**Task requirements**
Everything from the line with "assert_eq!(quote, Amount::from(40000i64));" to the final line of the records should be reproduced word for word, with both of those lines kept.

= = = = =

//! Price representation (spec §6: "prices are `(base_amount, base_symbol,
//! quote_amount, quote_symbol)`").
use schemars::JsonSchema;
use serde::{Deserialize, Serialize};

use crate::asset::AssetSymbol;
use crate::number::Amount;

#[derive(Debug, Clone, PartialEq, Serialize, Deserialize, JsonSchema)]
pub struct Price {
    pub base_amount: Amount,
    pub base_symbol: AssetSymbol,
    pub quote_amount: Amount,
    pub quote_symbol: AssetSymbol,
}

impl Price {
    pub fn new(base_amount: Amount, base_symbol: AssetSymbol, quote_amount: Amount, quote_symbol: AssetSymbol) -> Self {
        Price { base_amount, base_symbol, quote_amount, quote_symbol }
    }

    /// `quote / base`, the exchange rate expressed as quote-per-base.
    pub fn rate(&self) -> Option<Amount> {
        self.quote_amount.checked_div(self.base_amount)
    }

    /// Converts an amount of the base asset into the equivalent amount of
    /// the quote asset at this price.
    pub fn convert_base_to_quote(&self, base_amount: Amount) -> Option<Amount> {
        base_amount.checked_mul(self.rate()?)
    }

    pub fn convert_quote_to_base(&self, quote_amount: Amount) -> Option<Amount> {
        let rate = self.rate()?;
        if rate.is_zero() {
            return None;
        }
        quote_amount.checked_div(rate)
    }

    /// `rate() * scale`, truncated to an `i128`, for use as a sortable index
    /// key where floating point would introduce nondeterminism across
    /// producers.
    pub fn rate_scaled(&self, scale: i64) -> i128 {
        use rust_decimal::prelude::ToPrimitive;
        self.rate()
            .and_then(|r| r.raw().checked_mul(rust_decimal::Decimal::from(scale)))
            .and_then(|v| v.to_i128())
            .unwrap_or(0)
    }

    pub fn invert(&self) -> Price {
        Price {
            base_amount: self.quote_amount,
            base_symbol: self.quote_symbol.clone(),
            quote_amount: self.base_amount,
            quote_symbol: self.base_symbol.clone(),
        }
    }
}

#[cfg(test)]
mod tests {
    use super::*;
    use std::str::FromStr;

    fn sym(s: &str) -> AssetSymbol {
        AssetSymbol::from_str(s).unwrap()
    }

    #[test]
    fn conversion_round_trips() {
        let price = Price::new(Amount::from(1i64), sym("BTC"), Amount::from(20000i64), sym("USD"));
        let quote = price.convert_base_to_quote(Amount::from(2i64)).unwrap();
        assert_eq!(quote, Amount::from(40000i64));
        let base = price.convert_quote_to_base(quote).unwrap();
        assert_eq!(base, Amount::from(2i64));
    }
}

= = = = =

**Task output**
        assert_eq!(quote, Amount::from(40000i64));
        let base = price.convert_quote_to_base(quote).unwrap();
        assert_eq!(base, Amount::from(2i64));
    }
}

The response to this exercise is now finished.